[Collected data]
------------------------------

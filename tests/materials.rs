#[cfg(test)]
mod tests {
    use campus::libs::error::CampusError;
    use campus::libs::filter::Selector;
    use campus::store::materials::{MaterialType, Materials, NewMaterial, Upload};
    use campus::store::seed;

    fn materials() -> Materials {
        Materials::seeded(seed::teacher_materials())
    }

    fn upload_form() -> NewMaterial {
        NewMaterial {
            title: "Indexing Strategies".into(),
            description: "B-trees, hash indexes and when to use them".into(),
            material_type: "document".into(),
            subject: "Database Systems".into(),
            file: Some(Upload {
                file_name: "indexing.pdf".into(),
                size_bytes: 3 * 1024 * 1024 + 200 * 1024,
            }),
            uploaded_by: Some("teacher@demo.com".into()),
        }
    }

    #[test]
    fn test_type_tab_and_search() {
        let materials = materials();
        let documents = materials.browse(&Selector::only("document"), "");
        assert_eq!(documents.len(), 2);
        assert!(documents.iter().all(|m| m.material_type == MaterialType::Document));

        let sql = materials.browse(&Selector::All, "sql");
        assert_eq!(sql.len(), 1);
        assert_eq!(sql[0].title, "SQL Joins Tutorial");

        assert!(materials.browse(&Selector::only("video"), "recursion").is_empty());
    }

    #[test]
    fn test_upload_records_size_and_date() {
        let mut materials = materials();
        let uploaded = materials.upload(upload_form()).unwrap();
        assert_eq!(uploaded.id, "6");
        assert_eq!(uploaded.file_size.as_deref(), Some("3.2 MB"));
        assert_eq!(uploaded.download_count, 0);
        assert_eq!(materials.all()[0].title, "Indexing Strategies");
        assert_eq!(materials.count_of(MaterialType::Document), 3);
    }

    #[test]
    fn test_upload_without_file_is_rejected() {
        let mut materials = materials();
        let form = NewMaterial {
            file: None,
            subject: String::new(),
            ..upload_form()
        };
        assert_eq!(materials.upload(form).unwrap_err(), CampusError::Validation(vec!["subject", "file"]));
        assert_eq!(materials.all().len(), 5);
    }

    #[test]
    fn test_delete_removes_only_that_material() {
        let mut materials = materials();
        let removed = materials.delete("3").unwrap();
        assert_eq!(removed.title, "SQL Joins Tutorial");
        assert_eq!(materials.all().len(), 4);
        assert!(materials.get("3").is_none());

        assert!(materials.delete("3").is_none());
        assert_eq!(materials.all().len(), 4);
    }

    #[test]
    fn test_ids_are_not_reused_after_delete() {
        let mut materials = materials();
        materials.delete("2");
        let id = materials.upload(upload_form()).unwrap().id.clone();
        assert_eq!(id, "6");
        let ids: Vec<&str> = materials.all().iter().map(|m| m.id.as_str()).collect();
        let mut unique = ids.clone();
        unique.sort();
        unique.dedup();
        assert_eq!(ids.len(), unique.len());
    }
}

------------------------------

WHAT YOU HAVE TO DO: Look through the entries above and report each line where the string "Tutorial" occurs.

RESPONSE FOR THIS EXERCISE:
        assert_eq!(sql[0].title, "SQL Joins Tutorial");
        assert_eq!(removed.title, "SQL Joins Tutorial");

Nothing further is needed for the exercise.